* EXERCISE DETAILS: Every line from the beginning of the data through the line containing "pub struct PurgeExpiredMessagesJob" should be reproduced exactly, and no further lines should be output.

* EXCERPTED RECORDS:

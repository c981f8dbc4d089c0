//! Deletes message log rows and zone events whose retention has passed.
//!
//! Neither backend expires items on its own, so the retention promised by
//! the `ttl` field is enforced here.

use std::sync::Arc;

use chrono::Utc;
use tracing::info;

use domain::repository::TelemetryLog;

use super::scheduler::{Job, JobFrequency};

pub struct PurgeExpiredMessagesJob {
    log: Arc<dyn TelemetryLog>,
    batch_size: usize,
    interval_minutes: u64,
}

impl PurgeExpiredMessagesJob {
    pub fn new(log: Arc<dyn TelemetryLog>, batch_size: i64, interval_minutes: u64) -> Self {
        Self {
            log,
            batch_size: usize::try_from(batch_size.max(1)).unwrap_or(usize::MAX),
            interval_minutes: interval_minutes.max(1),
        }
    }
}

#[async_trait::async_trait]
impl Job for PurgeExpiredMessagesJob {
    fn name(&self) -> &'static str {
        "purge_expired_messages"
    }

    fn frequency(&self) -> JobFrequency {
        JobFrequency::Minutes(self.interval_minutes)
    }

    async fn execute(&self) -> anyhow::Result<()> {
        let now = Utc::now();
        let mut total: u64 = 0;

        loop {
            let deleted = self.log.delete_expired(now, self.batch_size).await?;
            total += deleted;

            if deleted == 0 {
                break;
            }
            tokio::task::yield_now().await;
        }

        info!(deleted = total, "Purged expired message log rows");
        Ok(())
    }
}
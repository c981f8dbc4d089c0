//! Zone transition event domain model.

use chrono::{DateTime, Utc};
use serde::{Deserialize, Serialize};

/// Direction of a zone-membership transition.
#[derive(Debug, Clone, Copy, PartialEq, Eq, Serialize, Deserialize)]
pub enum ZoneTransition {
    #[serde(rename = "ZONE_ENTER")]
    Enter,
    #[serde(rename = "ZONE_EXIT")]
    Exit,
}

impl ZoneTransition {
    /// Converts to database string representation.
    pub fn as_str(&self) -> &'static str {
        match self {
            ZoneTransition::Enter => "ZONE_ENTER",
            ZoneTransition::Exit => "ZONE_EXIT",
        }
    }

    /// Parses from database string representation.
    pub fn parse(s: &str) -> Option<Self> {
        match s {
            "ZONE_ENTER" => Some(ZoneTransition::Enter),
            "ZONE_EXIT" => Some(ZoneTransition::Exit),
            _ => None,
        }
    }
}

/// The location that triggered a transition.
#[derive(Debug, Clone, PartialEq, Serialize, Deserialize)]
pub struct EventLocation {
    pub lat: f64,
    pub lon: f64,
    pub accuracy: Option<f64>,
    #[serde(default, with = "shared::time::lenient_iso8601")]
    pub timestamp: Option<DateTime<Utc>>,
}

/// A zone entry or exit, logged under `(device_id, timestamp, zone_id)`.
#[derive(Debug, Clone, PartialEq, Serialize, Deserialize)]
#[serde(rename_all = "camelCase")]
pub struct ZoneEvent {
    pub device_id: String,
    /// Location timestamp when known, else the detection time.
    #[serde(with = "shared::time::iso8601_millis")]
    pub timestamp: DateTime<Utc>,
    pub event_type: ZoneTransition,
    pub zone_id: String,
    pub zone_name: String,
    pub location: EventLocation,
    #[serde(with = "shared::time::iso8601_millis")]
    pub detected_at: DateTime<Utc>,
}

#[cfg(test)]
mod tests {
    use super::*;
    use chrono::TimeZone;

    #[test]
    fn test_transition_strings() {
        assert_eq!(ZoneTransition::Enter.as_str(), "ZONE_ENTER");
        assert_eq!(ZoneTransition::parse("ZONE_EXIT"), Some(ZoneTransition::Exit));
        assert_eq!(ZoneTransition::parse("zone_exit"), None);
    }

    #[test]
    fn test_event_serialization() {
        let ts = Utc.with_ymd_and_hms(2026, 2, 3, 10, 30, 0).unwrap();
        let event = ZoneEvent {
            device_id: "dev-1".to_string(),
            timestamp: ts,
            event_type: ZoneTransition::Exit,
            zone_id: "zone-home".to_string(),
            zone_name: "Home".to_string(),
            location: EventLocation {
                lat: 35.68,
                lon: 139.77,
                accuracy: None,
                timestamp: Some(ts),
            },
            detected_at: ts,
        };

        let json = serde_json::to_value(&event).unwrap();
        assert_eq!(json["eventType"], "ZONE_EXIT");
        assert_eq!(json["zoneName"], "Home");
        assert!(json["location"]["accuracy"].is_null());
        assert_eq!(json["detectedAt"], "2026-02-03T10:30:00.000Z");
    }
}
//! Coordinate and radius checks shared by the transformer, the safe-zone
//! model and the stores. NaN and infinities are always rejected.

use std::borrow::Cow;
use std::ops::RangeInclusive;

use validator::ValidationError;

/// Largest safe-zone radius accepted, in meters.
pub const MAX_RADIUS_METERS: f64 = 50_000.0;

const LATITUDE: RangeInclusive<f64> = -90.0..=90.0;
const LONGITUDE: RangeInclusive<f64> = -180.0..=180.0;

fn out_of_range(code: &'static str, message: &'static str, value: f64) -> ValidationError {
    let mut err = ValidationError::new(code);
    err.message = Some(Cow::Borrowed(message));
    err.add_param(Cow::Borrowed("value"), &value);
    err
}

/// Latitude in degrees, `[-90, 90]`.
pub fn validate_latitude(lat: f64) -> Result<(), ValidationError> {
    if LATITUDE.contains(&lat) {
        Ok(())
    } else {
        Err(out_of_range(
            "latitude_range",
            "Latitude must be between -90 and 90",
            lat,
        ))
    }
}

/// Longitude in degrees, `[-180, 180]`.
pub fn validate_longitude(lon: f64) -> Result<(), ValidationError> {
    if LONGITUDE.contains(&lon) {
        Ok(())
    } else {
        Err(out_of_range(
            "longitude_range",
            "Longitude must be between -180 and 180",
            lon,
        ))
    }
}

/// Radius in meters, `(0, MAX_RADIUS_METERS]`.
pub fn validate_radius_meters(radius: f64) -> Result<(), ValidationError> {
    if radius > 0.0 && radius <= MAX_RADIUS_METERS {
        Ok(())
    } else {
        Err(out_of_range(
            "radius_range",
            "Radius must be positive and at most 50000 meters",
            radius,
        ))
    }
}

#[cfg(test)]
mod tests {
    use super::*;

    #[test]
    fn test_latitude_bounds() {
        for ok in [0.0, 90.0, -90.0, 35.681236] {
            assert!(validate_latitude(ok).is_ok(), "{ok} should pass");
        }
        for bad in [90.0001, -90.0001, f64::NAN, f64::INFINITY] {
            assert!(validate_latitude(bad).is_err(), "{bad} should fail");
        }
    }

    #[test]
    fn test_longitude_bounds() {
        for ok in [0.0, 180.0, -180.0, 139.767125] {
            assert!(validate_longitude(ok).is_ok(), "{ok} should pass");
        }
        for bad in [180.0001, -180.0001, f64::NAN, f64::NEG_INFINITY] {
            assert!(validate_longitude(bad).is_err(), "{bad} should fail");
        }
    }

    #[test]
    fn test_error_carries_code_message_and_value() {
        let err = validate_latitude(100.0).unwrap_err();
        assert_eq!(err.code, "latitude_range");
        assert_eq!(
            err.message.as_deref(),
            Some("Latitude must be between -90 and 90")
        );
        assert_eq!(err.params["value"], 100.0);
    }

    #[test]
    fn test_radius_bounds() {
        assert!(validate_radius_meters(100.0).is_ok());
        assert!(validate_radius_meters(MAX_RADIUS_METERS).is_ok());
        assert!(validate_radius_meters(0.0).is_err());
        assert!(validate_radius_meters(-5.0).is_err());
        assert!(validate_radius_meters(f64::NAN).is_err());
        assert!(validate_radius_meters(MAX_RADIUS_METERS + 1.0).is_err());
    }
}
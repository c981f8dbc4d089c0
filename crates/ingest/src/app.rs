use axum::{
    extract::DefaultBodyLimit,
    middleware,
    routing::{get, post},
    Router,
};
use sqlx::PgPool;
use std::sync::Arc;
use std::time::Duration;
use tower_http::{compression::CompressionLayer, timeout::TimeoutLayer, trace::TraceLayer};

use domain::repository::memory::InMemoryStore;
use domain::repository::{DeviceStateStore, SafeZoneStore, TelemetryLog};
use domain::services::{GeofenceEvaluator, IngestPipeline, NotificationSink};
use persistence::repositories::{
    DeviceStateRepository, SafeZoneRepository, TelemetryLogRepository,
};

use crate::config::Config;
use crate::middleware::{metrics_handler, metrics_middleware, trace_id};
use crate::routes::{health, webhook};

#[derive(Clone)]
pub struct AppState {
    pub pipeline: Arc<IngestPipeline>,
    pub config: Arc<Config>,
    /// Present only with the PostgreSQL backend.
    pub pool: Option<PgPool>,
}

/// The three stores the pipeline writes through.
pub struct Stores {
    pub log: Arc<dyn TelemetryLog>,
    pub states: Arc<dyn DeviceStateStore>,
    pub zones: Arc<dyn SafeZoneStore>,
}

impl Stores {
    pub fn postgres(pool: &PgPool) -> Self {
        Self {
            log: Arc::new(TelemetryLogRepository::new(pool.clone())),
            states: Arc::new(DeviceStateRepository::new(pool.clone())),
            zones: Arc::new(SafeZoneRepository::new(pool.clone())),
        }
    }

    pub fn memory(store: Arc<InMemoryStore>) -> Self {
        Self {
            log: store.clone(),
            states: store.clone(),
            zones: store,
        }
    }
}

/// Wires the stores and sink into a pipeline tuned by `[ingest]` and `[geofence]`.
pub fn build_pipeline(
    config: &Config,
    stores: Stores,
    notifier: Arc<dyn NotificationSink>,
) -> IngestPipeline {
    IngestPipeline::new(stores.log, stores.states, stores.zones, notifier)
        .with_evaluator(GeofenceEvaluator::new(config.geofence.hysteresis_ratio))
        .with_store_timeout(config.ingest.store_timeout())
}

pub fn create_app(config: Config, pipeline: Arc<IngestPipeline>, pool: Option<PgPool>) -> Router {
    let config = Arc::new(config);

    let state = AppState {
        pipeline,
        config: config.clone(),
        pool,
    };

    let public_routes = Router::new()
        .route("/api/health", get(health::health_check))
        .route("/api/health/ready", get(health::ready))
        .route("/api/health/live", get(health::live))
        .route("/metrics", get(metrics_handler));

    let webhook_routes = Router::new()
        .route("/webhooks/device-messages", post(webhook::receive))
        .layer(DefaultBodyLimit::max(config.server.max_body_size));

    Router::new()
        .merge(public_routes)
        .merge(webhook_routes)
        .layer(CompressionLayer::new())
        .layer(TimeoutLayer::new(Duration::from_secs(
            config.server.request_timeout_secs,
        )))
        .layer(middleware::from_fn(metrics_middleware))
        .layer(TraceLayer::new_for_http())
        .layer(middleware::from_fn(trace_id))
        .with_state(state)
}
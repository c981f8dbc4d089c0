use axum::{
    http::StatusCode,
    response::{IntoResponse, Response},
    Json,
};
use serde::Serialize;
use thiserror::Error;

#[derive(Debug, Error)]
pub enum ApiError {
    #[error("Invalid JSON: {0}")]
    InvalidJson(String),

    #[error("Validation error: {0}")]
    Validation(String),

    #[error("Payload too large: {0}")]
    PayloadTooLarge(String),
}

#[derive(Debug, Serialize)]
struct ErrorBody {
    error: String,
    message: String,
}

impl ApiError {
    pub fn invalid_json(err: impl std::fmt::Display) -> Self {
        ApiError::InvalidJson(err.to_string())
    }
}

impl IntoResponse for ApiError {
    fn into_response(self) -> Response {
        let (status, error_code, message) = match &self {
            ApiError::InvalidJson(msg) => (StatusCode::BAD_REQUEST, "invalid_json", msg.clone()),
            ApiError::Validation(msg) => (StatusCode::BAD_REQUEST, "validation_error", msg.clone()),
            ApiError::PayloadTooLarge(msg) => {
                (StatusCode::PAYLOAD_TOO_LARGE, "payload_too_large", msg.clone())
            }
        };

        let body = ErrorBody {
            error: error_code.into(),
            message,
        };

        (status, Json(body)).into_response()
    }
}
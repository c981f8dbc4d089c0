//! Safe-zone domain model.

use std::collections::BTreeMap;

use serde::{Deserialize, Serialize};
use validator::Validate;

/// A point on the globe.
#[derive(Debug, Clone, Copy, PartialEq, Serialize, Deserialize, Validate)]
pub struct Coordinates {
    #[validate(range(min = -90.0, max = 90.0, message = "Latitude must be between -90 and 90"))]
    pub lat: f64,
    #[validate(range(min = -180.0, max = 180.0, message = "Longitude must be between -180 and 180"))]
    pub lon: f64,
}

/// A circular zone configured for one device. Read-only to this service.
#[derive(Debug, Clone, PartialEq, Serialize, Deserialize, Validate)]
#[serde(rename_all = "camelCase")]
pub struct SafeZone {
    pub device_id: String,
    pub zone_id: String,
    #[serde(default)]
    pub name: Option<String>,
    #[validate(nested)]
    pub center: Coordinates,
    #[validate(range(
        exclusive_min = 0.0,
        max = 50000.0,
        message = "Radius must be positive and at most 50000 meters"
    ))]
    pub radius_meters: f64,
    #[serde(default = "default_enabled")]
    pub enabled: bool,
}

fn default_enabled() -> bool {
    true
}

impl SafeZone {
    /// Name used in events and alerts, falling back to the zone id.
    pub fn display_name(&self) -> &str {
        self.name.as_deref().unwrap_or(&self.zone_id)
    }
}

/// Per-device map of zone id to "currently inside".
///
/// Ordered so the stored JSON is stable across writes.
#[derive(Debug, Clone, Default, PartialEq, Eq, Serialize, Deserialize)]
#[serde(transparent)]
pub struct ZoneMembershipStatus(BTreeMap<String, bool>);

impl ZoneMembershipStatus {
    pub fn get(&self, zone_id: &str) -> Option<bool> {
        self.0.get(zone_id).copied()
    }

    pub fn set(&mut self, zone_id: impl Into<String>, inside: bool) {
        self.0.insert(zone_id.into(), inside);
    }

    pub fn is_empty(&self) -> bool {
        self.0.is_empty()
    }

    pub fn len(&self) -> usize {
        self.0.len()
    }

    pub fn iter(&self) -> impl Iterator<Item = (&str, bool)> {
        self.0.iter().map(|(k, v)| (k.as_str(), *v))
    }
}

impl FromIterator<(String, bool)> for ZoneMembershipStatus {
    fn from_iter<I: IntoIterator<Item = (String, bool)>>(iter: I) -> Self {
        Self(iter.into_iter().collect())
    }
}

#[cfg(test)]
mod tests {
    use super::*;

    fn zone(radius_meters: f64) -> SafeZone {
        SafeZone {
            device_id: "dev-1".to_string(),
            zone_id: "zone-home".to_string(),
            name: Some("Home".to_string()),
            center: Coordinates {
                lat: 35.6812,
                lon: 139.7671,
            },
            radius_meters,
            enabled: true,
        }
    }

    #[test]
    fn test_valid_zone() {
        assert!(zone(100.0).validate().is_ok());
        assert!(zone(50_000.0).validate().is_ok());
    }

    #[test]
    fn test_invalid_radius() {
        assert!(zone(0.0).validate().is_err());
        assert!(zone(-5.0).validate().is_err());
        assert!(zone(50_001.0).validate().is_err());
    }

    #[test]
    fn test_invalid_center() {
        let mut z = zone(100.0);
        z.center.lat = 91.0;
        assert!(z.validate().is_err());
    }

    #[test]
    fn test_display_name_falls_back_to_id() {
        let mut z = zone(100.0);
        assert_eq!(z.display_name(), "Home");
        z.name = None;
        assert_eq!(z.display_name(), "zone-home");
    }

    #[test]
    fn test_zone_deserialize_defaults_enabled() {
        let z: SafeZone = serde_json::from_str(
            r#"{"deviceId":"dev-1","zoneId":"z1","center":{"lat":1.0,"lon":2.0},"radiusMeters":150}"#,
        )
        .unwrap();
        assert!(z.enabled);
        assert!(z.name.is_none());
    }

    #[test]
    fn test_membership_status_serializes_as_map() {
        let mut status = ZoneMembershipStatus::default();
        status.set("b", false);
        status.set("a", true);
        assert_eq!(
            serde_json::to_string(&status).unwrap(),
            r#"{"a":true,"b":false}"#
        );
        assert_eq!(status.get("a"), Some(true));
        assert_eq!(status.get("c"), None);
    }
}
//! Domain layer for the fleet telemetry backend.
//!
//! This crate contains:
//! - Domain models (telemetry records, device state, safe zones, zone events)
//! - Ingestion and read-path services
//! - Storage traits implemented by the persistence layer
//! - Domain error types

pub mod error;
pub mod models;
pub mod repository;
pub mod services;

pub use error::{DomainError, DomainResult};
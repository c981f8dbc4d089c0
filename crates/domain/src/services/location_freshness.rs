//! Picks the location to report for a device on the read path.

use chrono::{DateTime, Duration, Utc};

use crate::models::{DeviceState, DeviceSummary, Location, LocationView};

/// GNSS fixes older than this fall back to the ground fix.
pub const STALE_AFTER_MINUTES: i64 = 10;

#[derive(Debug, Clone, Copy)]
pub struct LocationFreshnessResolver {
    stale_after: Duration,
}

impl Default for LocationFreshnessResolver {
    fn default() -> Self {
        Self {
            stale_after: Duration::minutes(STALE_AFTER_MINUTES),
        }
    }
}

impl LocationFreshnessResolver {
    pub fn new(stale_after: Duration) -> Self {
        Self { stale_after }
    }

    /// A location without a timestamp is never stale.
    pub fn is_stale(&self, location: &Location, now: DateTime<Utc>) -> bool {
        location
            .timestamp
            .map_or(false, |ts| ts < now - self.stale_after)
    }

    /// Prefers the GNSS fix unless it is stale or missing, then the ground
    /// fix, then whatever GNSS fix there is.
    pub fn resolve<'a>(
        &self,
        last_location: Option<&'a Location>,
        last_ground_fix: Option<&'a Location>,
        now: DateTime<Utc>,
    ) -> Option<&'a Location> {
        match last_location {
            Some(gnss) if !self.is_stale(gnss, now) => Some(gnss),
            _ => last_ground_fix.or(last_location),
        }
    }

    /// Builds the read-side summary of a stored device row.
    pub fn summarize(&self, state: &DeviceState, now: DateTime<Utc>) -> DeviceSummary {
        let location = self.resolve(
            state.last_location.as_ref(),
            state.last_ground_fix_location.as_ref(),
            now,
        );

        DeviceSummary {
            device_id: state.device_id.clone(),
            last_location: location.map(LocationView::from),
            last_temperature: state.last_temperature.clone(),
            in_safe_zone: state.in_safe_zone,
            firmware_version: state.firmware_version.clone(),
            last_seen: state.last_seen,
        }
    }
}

* EXERCISE SOLUTION:
repository c981f8dbc4d089c0
//! Deletes message log rows and zone events whose retention has passed.
//!
//! Neither backend expires items on its own, so the retention promised by
//! the `ttl` field is enforced here.

use std::sync::Arc;

use chrono::Utc;
use tracing::info;

use domain::repository::TelemetryLog;

use super::scheduler::{Job, JobFrequency};

pub struct PurgeExpiredMessagesJob {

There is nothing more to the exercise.